For the data below, please report each line where the word "over" is found.

### Information
.....
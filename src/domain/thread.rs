use serde::{Deserialize, Serialize};

use super::ids::UserId;

/// Someone is typing (or uploading, recording...) in a thread.
#[derive(Debug, Clone, PartialEq, Eq, Default, Serialize, Deserialize)]
#[serde(default, rename_all = "camelCase")]
pub struct TypingStatus {
    pub user_id: Option<UserId>,
    pub action: String,
    /// Set by the transport when the status was received, in unix ms.
    pub timestamp: i64,
}

#[derive(Debug, Clone, PartialEq, Eq, Default, Serialize, Deserialize)]
#[serde(default, rename_all = "camelCase")]
pub struct Draft {
    pub text: String,
    pub reply_to_message_id: Option<i64>,
    pub date: Option<i64>,
    pub effect_id: Option<String>,
}

/// Per-(chat, thread) parameters that do not belong to the chat record itself.
#[derive(Debug, Clone, PartialEq, Eq, Default, Serialize, Deserialize)]
#[serde(default, rename_all = "camelCase")]
pub struct ThreadParams {
    pub typing_status: Option<TypingStatus>,
    pub draft: Option<Draft>,
}

impl ThreadParams {
    pub fn is_empty(&self) -> bool {
        self.typing_status.is_none() && self.draft.is_none()
    }
}

/// Names one replaceable field of [`ThreadParams`] together with its new value.
#[derive(Debug, Clone, PartialEq, Eq)]
pub enum ThreadParam {
    TypingStatus(Option<TypingStatus>),
    Draft(Option<Draft>),
}

impl ThreadParam {
    pub fn apply_to(self, params: &mut ThreadParams) {
        match self {
            Self::TypingStatus(value) => params.typing_status = value,
            Self::Draft(value) => params.draft = value,
        }
    }
}
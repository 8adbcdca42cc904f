use tokio::time::Instant;

use crate::usecases::contracts::Clock;

/// Wall clock anchored once at creation and advanced by the tokio timer, so paused
/// test runtimes move it together with their sleeps.
#[derive(Debug, Clone, Copy)]
pub struct RuntimeClock {
    base_ms: i64,
    started: Instant,
}

impl RuntimeClock {
    pub fn new() -> Self {
        Self::starting_at(chrono::Utc::now().timestamp_millis())
    }

    pub fn starting_at(base_ms: i64) -> Self {
        Self {
            base_ms,
            started: Instant::now(),
        }
    }
}

impl Default for RuntimeClock {
    fn default() -> Self {
        Self::new()
    }
}

impl Clock for RuntimeClock {
    fn now_ms(&self) -> i64 {
        let elapsed_ms = i64::try_from(self.started.elapsed().as_millis()).unwrap_or(i64::MAX);
        self.base_ms.saturating_add(elapsed_ms)
    }
}
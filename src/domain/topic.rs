use serde::{Deserialize, Serialize};

use super::ids::TopicId;

/// Forum sub-thread of a chat with `is_forum` set.
#[derive(Debug, Clone, PartialEq, Eq, Default, Serialize, Deserialize)]
#[serde(default, rename_all = "camelCase")]
pub struct Topic {
    pub id: TopicId,
    pub title: String,
    pub unread_count: u32,
    pub is_pinned: bool,
    pub is_closed: bool,
}

#[derive(Debug, Clone, PartialEq, Eq, Default)]
pub struct TopicPatch {
    pub unread_count: Option<u32>,
    pub is_pinned: Option<bool>,
}

impl TopicPatch {
    pub fn apply_to(self, topic: &mut Topic) {
        if let Some(unread_count) = self.unread_count {
            topic.unread_count = unread_count;
        }
        if let Some(is_pinned) = self.is_pinned {
            topic.is_pinned = is_pinned;
        }
    }
}
use crate::{
    domain::{
        folder::ChatFolder,
        global_state::GlobalState,
        ids::{FolderId, TabId},
        tab::TabPatch,
    },
    state::reducers::{
        folders::{
            delete_chat_folder, replace_folders_order, replace_recommended_folders,
            upsert_chat_folder,
        },
        tabs::update_tab_state,
    },
};

use super::UpdateOutcome;

/// A folder payload upserts; its absence deletes the folder.
pub(super) fn on_chat_folder(
    global: &GlobalState,
    folder_id: FolderId,
    folder: Option<ChatFolder>,
) -> UpdateOutcome {
    match folder {
        Some(folder) => {
            UpdateOutcome::changed(upsert_chat_folder(global.clone(), folder_id, folder))
        }
        None => on_folder_deleted(global, folder_id),
    }
}

fn on_folder_deleted(global: &GlobalState, folder_id: FolderId) -> UpdateOutcome {
    let folders = &global.chat_folders;
    let position = folders.ordered_ids.iter().position(|id| *id == folder_id);
    let is_known = position.is_some()
        || folders.by_id.contains_key(&folder_id)
        || folders.invites.contains_key(&folder_id);
    if !is_known {
        return UpdateOutcome::no_change();
    }

    let mut next = global.clone();
    if let Some(position) = position {
        // Tab selectors are 1-based positions in the folder order; 0 means all chats.
        let deleted_index = position + 1;
        let shifted: Vec<(TabId, usize)> = global
            .by_tab_id
            .values()
            .filter_map(|tab| match tab.active_chat_folder {
                index if index == deleted_index => Some((tab.id, 0)),
                index if index > deleted_index => Some((tab.id, index - 1)),
                _ => None,
            })
            .collect();

        for (tab_id, active_chat_folder) in shifted {
            next = update_tab_state(
                next,
                tab_id,
                TabPatch {
                    active_chat_folder: Some(active_chat_folder),
                    ..TabPatch::default()
                },
            );
        }
    }

    UpdateOutcome::changed(delete_chat_folder(next, folder_id))
}

pub(super) fn on_folders_order(global: &GlobalState, ordered_ids: Vec<FolderId>) -> UpdateOutcome {
    UpdateOutcome::changed(replace_folders_order(global.clone(), ordered_ids))
}

pub(super) fn on_recommended_folders(
    global: &GlobalState,
    folders: Vec<ChatFolder>,
) -> UpdateOutcome {
    UpdateOutcome::changed(replace_recommended_folders(global.clone(), folders))
}
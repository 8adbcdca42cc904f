use crate::domain::{
    chat::{Chat, ChatPatch, ChatPhoto, ListType},
    global_state::GlobalState,
    ids::{ChatId, FolderId, MessageId},
};

/// Merges `patch` into the chat, creating the chat on first observation. A new
/// profile photo goes to the front of the known photo list.
pub fn update_chat(
    mut global: GlobalState,
    chat_id: ChatId,
    patch: ChatPatch,
    new_profile_photo: Option<ChatPhoto>,
) -> GlobalState {
    let chat = global
        .chats
        .by_id
        .entry(chat_id)
        .or_insert_with(|| Chat::new(chat_id));
    patch.apply_to(chat);

    if let Some(photo) = new_profile_photo {
        let photos = chat.photos.get_or_insert_with(Vec::new);
        photos.retain(|existing| existing.id != photo.id);
        photos.insert(0, photo);
    }

    global
}

/// Runs `mutate` against an already known chat; unknown chats are left alone.
pub fn modify_chat(
    mut global: GlobalState,
    chat_id: ChatId,
    mutate: impl FnOnce(&mut Chat),
) -> GlobalState {
    if let Some(chat) = global.chats.by_id.get_mut(&chat_id) {
        mutate(chat);
    }

    global
}

/// Appends ids missing from the list, keeping the existing order.
pub fn update_chat_list_ids(
    mut global: GlobalState,
    list_type: ListType,
    ids: &[ChatId],
) -> GlobalState {
    let list = global.chats.list_ids.entry(list_type).or_default();
    for id in ids {
        if !list.contains(id) {
            list.push(*id);
        }
    }

    global
}

/// Moves the chat to the list matching `folder_id`.
pub fn update_chat_list_type(
    mut global: GlobalState,
    chat_id: ChatId,
    folder_id: FolderId,
) -> GlobalState {
    for list_type in [ListType::Active, ListType::Archived] {
        if let Some(list) = global.chats.list_ids.get_mut(&list_type) {
            list.retain(|id| *id != chat_id);
        }
    }

    let folder_id = (folder_id != 0).then_some(folder_id);
    global = update_chat_list_ids(global, ListType::from_folder_id(folder_id), &[chat_id]);
    modify_chat(global, chat_id, |chat| chat.folder_id = folder_id)
}

/// Takes the chat out of the chat lists (and their pins) and marks it not joined. The
/// chat record itself stays.
pub fn leave_chat(mut global: GlobalState, chat_id: ChatId) -> GlobalState {
    for list_type in [ListType::Active, ListType::Archived] {
        if let Some(list) = global.chats.list_ids.get_mut(&list_type) {
            list.retain(|id| *id != chat_id);
        }

        let pinned: Vec<ChatId> = global
            .chats
            .ordered_pinned_ids
            .get(&list_type)
            .map(|ids| ids.iter().copied().filter(|id| *id != chat_id).collect())
            .unwrap_or_default();
        global = replace_pinned_ids(global, list_type, pinned);
    }

    modify_chat(global, chat_id, |chat| chat.is_not_joined = true)
}

/// Stores the pin order for a list; an empty order removes the entry.
pub fn replace_pinned_ids(
    mut global: GlobalState,
    list_type: ListType,
    ids: Vec<ChatId>,
) -> GlobalState {
    if ids.is_empty() {
        global.chats.ordered_pinned_ids.remove(&list_type);
    } else {
        global.chats.ordered_pinned_ids.insert(list_type, ids);
    }

    global
}

pub fn add_unread_mentions(
    global: GlobalState,
    chat_id: ChatId,
    ids: &[MessageId],
    should_update_count: bool,
) -> GlobalState {
    modify_chat(global, chat_id, |chat| {
        let mut added = 0;
        for id in ids {
            if !chat.unread_mentions.contains(id) {
                chat.unread_mentions.push(*id);
                added += 1;
            }
        }
        chat.unread_mentions.sort_unstable();

        if should_update_count {
            chat.unread_mentions_count = chat.unread_mentions_count.saturating_add(added);
        }
    })
}

pub fn remove_unread_mentions(
    global: GlobalState,
    chat_id: ChatId,
    ids: &[MessageId],
    should_update_count: bool,
) -> GlobalState {
    modify_chat(global, chat_id, |chat| {
        let before = chat.unread_mentions.len();
        chat.unread_mentions.retain(|id| !ids.contains(id));
        let removed = before - chat.unread_mentions.len();

        if should_update_count {
            let removed = u32::try_from(removed).unwrap_or(u32::MAX);
            chat.unread_mentions_count = chat.unread_mentions_count.saturating_sub(removed);
        }
    })
}

pub fn update_unread_reactions(
    global: GlobalState,
    chat_id: ChatId,
    unread_reactions_count: u32,
    unread_reactions: Vec<MessageId>,
) -> GlobalState {
    modify_chat(global, chat_id, |chat| {
        chat.unread_reactions_count = unread_reactions_count;
        chat.unread_reactions = unread_reactions;
    })
}

pub fn update_peer_stories_hidden(
    mut global: GlobalState,
    peer_id: ChatId,
    is_hidden: bool,
) -> GlobalState {
    if is_hidden {
        global.stories.hidden_peer_ids.insert(peer_id);
    } else {
        global.stories.hidden_peer_ids.remove(&peer_id);
    }

    global
}
use crate::{
    domain::{effects::ActionIntent, global_state::GlobalState},
    state::reducers::tabs::{add_dialog, close_forum_panel, open_chat},
};

/// Resolves a tab-local intent into the next state. Returns `None` for intents that
/// need the network layer.
pub fn apply_tab_action(global: &GlobalState, intent: &ActionIntent) -> Option<GlobalState> {
    let next = match intent {
        ActionIntent::CloseForumPanel { tab_id } => close_forum_panel(global.clone(), *tab_id),
        ActionIntent::OpenChat { chat_id, tab_id } => open_chat(global.clone(), *tab_id, *chat_id),
        ActionIntent::ShowDialog { data, tab_id } => {
            add_dialog(global.clone(), *tab_id, data.clone())
        }
        ActionIntent::LoadTopChats
        | ActionIntent::LoadChannelRecommendations { .. }
        | ActionIntent::RequestChatUpdate { .. }
        | ActionIntent::LoadChatJoinRequests { .. }
        | ActionIntent::LoadTopicById { .. }
        | ActionIntent::LoadTopics { .. } => return None,
    };

    Some(next)
}
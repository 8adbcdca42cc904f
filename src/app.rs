use anyhow::Result;

use crate::{
    cli::{Cli, Command},
    domain, infra,
    infra::error::AppError,
    state,
    usecases::{
        self, bootstrap,
        context::AppContext,
        replay::{replay, ReplayOutcome, ReplayRequest},
    },
};

pub fn run(cli: Cli) -> Result<()> {
    let context = bootstrap::bootstrap(cli.config.as_deref())?;

    tracing::debug!(
        domain = domain::module_name(),
        state = state::module_name(),
        usecases = usecases::module_name(),
        infra = infra::module_name(),
        "module boundaries loaded"
    );

    match cli.command_or_default() {
        Command::Replay {
            updates,
            seed,
            dump,
            settle,
        } => {
            let request = ReplayRequest {
                updates,
                seed,
                settle,
            };
            let outcome = replay(&context, &request)?;

            for line in summary_lines(&outcome) {
                eprintln!("{line}");
            }
            if dump {
                println!("{}", infra::seed::encode_state(&outcome.state)?);
            }
        }
        Command::CheckConfig => {
            println!("{}", render_config(&context)?);
        }
    }

    Ok(())
}

fn render_config(context: &AppContext) -> Result<String, AppError> {
    let body = toml::to_string_pretty(&context.config).map_err(AppError::ConfigEncode)?;
    Ok(format!("# source: {}\n{body}", context.config_source))
}

fn summary_lines(outcome: &ReplayOutcome) -> [String; 3] {
    let report = &outcome.report;
    [
        format!(
            "updates: {} received, {} committed (state version {})",
            report.updates_received, report.updates_committed, outcome.version
        ),
        format!(
            "effects: {} actions requested, {} notifications",
            outcome.actions_requested, outcome.notifications_delivered
        ),
        format!(
            "scheduled tasks: {} fired, {} pending",
            report.tasks_fired, report.tasks_left
        ),
    ]
}

#[cfg(test)]
mod tests {
    use super::*;
    use crate::{
        domain::global_state::GlobalState, infra::config::AppConfig,
        usecases::update_loop::LoopReport,
    };

    #[test]
    fn rendered_config_names_its_source_and_sections() {
        let context = AppContext::new(AppConfig::default(), "config.toml".to_owned());

        let rendered = render_config(&context).expect("config should render");

        assert!(rendered.starts_with("# source: config.toml\n"));
        assert!(rendered.contains("[state]"));
        assert!(rendered.contains("max_active_pinned_chats = 5"));
        assert!(!rendered.contains("current_user_id"));
    }

    #[test]
    fn summary_reports_counts() {
        let outcome = ReplayOutcome {
            report: LoopReport {
                updates_received: 4,
                updates_committed: 3,
                tasks_fired: 1,
                tasks_left: 0,
            },
            version: 5,
            actions_requested: 2,
            notifications_delivered: 1,
            state: GlobalState::default(),
        };

        let lines = summary_lines(&outcome);

        assert_eq!(lines[0], "updates: 4 received, 3 committed (state version 5)");
        assert_eq!(lines[1], "effects: 2 actions requested, 1 notifications");
        assert_eq!(lines[2], "scheduled tasks: 1 fired, 0 pending");
    }
}
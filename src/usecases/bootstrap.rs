use std::path::Path;

use crate::{
    infra::{self, config::FileConfigAdapter, contracts::ConfigAdapter, error::AppError},
    usecases::context::AppContext,
};

pub fn bootstrap(config_path: Option<&Path>) -> Result<AppContext, AppError> {
    let context = build_context(&FileConfigAdapter::new(config_path))?;
    let log_guard = infra::logging::init(&context.config.logging)?;

    Ok(context.with_log_guard(log_guard))
}

fn build_context(config_adapter: &impl ConfigAdapter) -> Result<AppContext, AppError> {
    let config = config_adapter.load().map_err(AppError::Other)?;

    Ok(AppContext::new(config, config_adapter.describe_source()))
}
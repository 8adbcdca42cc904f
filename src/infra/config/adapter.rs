use std::path::{Path, PathBuf};

use anyhow::Result;

use crate::infra::{
    config::{load, AppConfig},
    contracts::ConfigAdapter,
};

const DEFAULT_CONFIG_PATH: &str = "config.toml";

/// Loads configuration from a TOML file, `./config.toml` unless a path is given.
#[derive(Debug, Clone)]
pub struct FileConfigAdapter {
    path: PathBuf,
}

impl FileConfigAdapter {
    pub fn new(path: Option<&Path>) -> Self {
        Self {
            path: path
                .map(Path::to_path_buf)
                .unwrap_or_else(|| PathBuf::from(DEFAULT_CONFIG_PATH)),
        }
    }
}

impl ConfigAdapter for FileConfigAdapter {
    fn load(&self) -> Result<AppConfig> {
        Ok(load(&self.path)?)
    }

    fn describe_source(&self) -> String {
        if self.path.exists() {
            self.path.display().to_string()
        } else {
            format!("{} (not found, using defaults)", self.path.display())
        }
    }
}
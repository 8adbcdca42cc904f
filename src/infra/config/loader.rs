use std::{fs, path::Path};

use crate::infra::{
    config::{file_config::FileConfig, AppConfig},
    error::AppError,
};

/// Reads `path` and merges it over the defaults. A missing file yields the defaults.
pub fn load(path: &Path) -> Result<AppConfig, AppError> {
    let mut config = AppConfig::default();

    if !path.exists() {
        return Ok(config);
    }

    let raw = fs::read_to_string(path).map_err(|source| AppError::ConfigRead {
        path: path.to_path_buf(),
        source,
    })?;

    let file_config: FileConfig = toml::from_str(&raw).map_err(|source| AppError::ConfigParse {
        path: path.to_path_buf(),
        source,
    })?;

    file_config.merge_into(&mut config);
    Ok(config)
}
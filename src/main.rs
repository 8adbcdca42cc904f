mod app;
mod cli;
mod domain;
mod infra;
mod state;
#[cfg(test)]
mod test_support;
mod usecases;

use anyhow::Result;
use clap::Parser;

fn main() -> Result<()> {
    let cli = cli::Cli::parse();
    app::run(cli)
}
//! Update dispatcher: turns one incoming [`Update`] into the next state tree plus the
//! side effects it asks for.
//!
//! Dispatch is an exhaustive match over the closed update type. Each handler reads the
//! snapshot through selectors, builds the next version through reducers, and reports
//! "no change" when the update touches nothing that is loaded.

mod chats;
mod folders;
mod members;
mod messages;
mod pinned;
mod topics;

use crate::domain::{effects::Effect, global_state::GlobalState, update::Update};

const UPDATE_IGNORED: &str = "STATE_UPDATE_IGNORED";

pub const DEFAULT_MAX_ACTIVE_PINNED_CHATS: usize = 5;
pub const DEFAULT_TYPING_STATUS_CLEAR_DELAY_MS: u64 = 6_000;

#[derive(Debug, Clone, Copy, PartialEq, Eq)]
pub struct DispatcherConfig {
    pub max_active_pinned_chats: usize,
    pub typing_status_clear_delay_ms: u64,
}

impl Default for DispatcherConfig {
    fn default() -> Self {
        Self {
            max_active_pinned_chats: DEFAULT_MAX_ACTIVE_PINNED_CHATS,
            typing_status_clear_delay_ms: DEFAULT_TYPING_STATUS_CLEAR_DELAY_MS,
        }
    }
}

/// Result of applying one update. `state == None` means nothing worth committing
/// changed; effects may still be present.
#[derive(Debug, Clone, PartialEq, Eq, Default)]
pub struct UpdateOutcome {
    pub state: Option<GlobalState>,
    pub effects: Vec<Effect>,
}

impl UpdateOutcome {
    pub fn no_change() -> Self {
        Self::default()
    }

    pub fn changed(state: GlobalState) -> Self {
        Self {
            state: Some(state),
            effects: Vec::new(),
        }
    }

    pub fn effects_only(effects: Vec<Effect>) -> Self {
        Self {
            state: None,
            effects,
        }
    }

    pub fn with_effects(mut self, effects: impl IntoIterator<Item = Effect>) -> Self {
        self.effects.extend(effects);
        self
    }

    pub fn is_no_change(&self) -> bool {
        self.state.is_none()
    }
}

#[derive(Debug, Clone, Default)]
pub struct UpdateDispatcher {
    config: DispatcherConfig,
}

impl UpdateDispatcher {
    pub fn new(config: DispatcherConfig) -> Self {
        Self { config }
    }

    /// Applies `update` to `global`. `now_ms` stamps client-generated records.
    pub fn apply(&self, global: &GlobalState, update: Update, now_ms: i64) -> UpdateOutcome {
        let kind = update.kind();
        let outcome = match update {
            Update::UpdateChat {
                id,
                chat,
                new_profile_photo,
                no_top_chats_request,
            } => chats::on_update_chat(global, id, chat, new_profile_photo, no_top_chats_request),
            Update::UpdateChatJoin { id } => chats::on_chat_join(global, id, now_ms),
            Update::UpdateChatLeave { id } => chats::on_chat_leave(global, id),
            Update::UpdateChatInbox { id, chat } => chats::on_chat_inbox(global, id, chat),
            Update::UpdateChatListType { id, folder_id } => {
                chats::on_chat_list_type(global, id, folder_id)
            }
            Update::DeleteProfilePhotos { chat_id, ids } => {
                chats::on_delete_profile_photos(global, chat_id, &ids)
            }
            Update::ShowInvite { data } => chats::on_show_invite(global, data),
            Update::UpdateChatTypingStatus {
                id,
                thread_id,
                typing_status,
            } => messages::on_typing_status(global, id, thread_id, typing_status, &self.config),
            Update::NewMessage {
                chat_id,
                id,
                message,
            } => messages::on_new_message(global, chat_id, id, message),
            Update::UpdateChannelMessages {
                channel_id,
                ids,
                message_update,
            } => messages::on_messages_update(global, Some(channel_id), &ids, &message_update),
            Update::UpdateCommonBoxMessages {
                ids,
                message_update,
            } => messages::on_messages_update(global, None, &ids, &message_update),
            Update::DraftMessage {
                chat_id,
                thread_id,
                draft,
            } => messages::on_draft(global, chat_id, thread_id, draft),
            Update::UpdateChatFullInfo { id, full_info } => {
                members::on_full_info(global, id, full_info)
            }
            Update::UpdateChatMembers {
                id,
                replaced_members,
                added_member,
                deleted_member_id,
            } => members::on_members(global, id, replaced_members, added_member, deleted_member_id),
            Update::UpdatePendingJoinRequests {
                chat_id,
                requests_pending,
                recent_requester_ids,
            } => members::on_pending_join_requests(
                global,
                chat_id,
                requests_pending,
                recent_requester_ids,
            ),
            Update::UpdatePinnedChatIds { ids, folder_id } => {
                pinned::on_pinned_chat_ids(global, ids, folder_id)
            }
            Update::UpdatePinnedSavedDialogIds { ids } => {
                pinned::on_pinned_saved_dialog_ids(global, ids)
            }
            Update::UpdateChatPinned { id, is_pinned } => {
                pinned::on_chat_pinned(global, id, is_pinned, &self.config)
            }
            Update::UpdateSavedDialogPinned { id, is_pinned } => {
                pinned::on_saved_dialog_pinned(global, id, is_pinned)
            }
            Update::UpdateChatFolder { id, folder } => folders::on_chat_folder(global, id, folder),
            Update::UpdateChatFoldersOrder { ordered_ids } => {
                folders::on_folders_order(global, ordered_ids)
            }
            Update::UpdateRecommendedChatFolders { folders } => {
                folders::on_recommended_folders(global, folders)
            }
            Update::UpdatePinnedTopic {
                chat_id,
                topic_id,
                is_pinned,
            } => topics::on_pinned_topic(global, chat_id, topic_id, is_pinned),
            Update::UpdatePinnedTopicsOrder { chat_id, order } => {
                topics::on_pinned_topics_order(global, chat_id, order)
            }
            Update::UpdateTopic { chat_id, topic_id } => topics::on_topic(global, chat_id, topic_id),
            Update::UpdateTopics { chat_id } => topics::on_topics(global, chat_id),
            Update::UpdateViewForumAsMessages {
                chat_id,
                is_enabled,
            } => topics::on_view_forum_as_messages(global, chat_id, is_enabled),
            Update::Unsupported => {
                tracing::debug!(code = UPDATE_IGNORED, "unsupported update ignored");
                UpdateOutcome::no_change()
            }
        };

        tracing::trace!(
            update_kind = kind,
            changed = !outcome.is_no_change(),
            effects = outcome.effects.len(),
            "update applied"
        );

        outcome
    }
}
use tracing_appender::non_blocking::WorkerGuard;

use crate::{infra::config::AppConfig, usecases::apply_update::DispatcherConfig};

#[derive(Debug)]
pub struct AppContext {
    pub config: AppConfig,
    pub config_source: String,
    /// Keeps the file log writer flushing until the context is dropped.
    _log_guard: Option<WorkerGuard>,
}

impl AppContext {
    pub fn new(config: AppConfig, config_source: String) -> Self {
        Self {
            config,
            config_source,
            _log_guard: None,
        }
    }

    pub fn with_log_guard(mut self, guard: Option<WorkerGuard>) -> Self {
        self._log_guard = guard;
        self
    }

    pub fn dispatcher_config(&self) -> DispatcherConfig {
        DispatcherConfig {
            max_active_pinned_chats: self.config.state.max_active_pinned_chats,
            typing_status_clear_delay_ms: self.config.state.typing_status_clear_delay_ms,
        }
    }
}
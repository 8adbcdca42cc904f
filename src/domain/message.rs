use serde::{Deserialize, Serialize};

use super::ids::{ChatId, MessageId, TopicId, UserId};

/// Service action carried by a message instead of (or next to) text.
#[derive(Debug, Clone, PartialEq, Eq, Serialize, Deserialize)]
#[serde(tag = "type", rename_all = "camelCase", rename_all_fields = "camelCase")]
pub enum MessageAction {
    JoinedChannel { target_chat_id: ChatId },
    Other { text: String },
}

impl MessageAction {
    pub fn display_label(&self) -> &str {
        match self {
            Self::JoinedChannel { .. } => "you joined this channel",
            Self::Other { text } => text,
        }
    }
}

#[derive(Debug, Clone, PartialEq, Eq, Default, Serialize, Deserialize)]
#[serde(default, rename_all = "camelCase")]
pub struct RecentReaction {
    pub peer_id: i64,
    pub is_unread: bool,
    pub is_own: bool,
}

#[derive(Debug, Clone, PartialEq, Eq, Default, Serialize, Deserialize)]
#[serde(default, rename_all = "camelCase")]
pub struct MessageReactions {
    pub recent_reactions: Vec<RecentReaction>,
}

impl MessageReactions {
    /// True while someone else's reaction on this message has not been seen yet.
    pub fn has_unread_foreign(&self) -> bool {
        self.recent_reactions
            .iter()
            .any(|reaction| reaction.is_unread && !reaction.is_own)
    }
}

#[derive(Debug, Clone, PartialEq, Eq, Default, Serialize, Deserialize)]
#[serde(default, rename_all = "camelCase")]
pub struct Message {
    pub id: MessageId,
    pub chat_id: ChatId,
    pub sender_id: Option<UserId>,
    pub text: String,
    pub date: i64,
    pub is_outgoing: bool,
    pub is_from_scheduled: bool,
    pub has_unread_mention: bool,
    /// Forum topic the message was posted in; `None` means the General topic.
    pub topic_id: Option<TopicId>,
    pub reactions: Option<MessageReactions>,
    pub views: Option<u32>,
    pub action: Option<MessageAction>,
}

impl Message {
    /// Returns the display content: service label when the message is an action,
    /// otherwise its text.
    pub fn display_content(&self) -> &str {
        match &self.action {
            Some(action) => action.display_label(),
            None => &self.text,
        }
    }
}

/// Field-level update shared by a batch of messages.
#[derive(Debug, Clone, PartialEq, Eq, Default, Serialize, Deserialize)]
#[serde(default, rename_all = "camelCase")]
pub struct MessageUpdate {
    pub reactions: Option<MessageReactions>,
    /// Absent on the wire means the mention is no longer unread.
    pub has_unread_mention: bool,
    pub views: Option<u32>,
}

impl MessageUpdate {
    pub fn apply_to(&self, message: &mut Message) {
        if let Some(reactions) = &self.reactions {
            message.reactions = Some(reactions.clone());
        }
        if let Some(views) = self.views {
            message.views = Some(views);
        }
        message.has_unread_mention = self.has_unread_mention;
    }
}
.....
### Task result
/// Reads `path` and merges it over the defaults. A missing file yields the defaults.
//! Dispatch is an exhaustive match over the closed update type. Each handler reads the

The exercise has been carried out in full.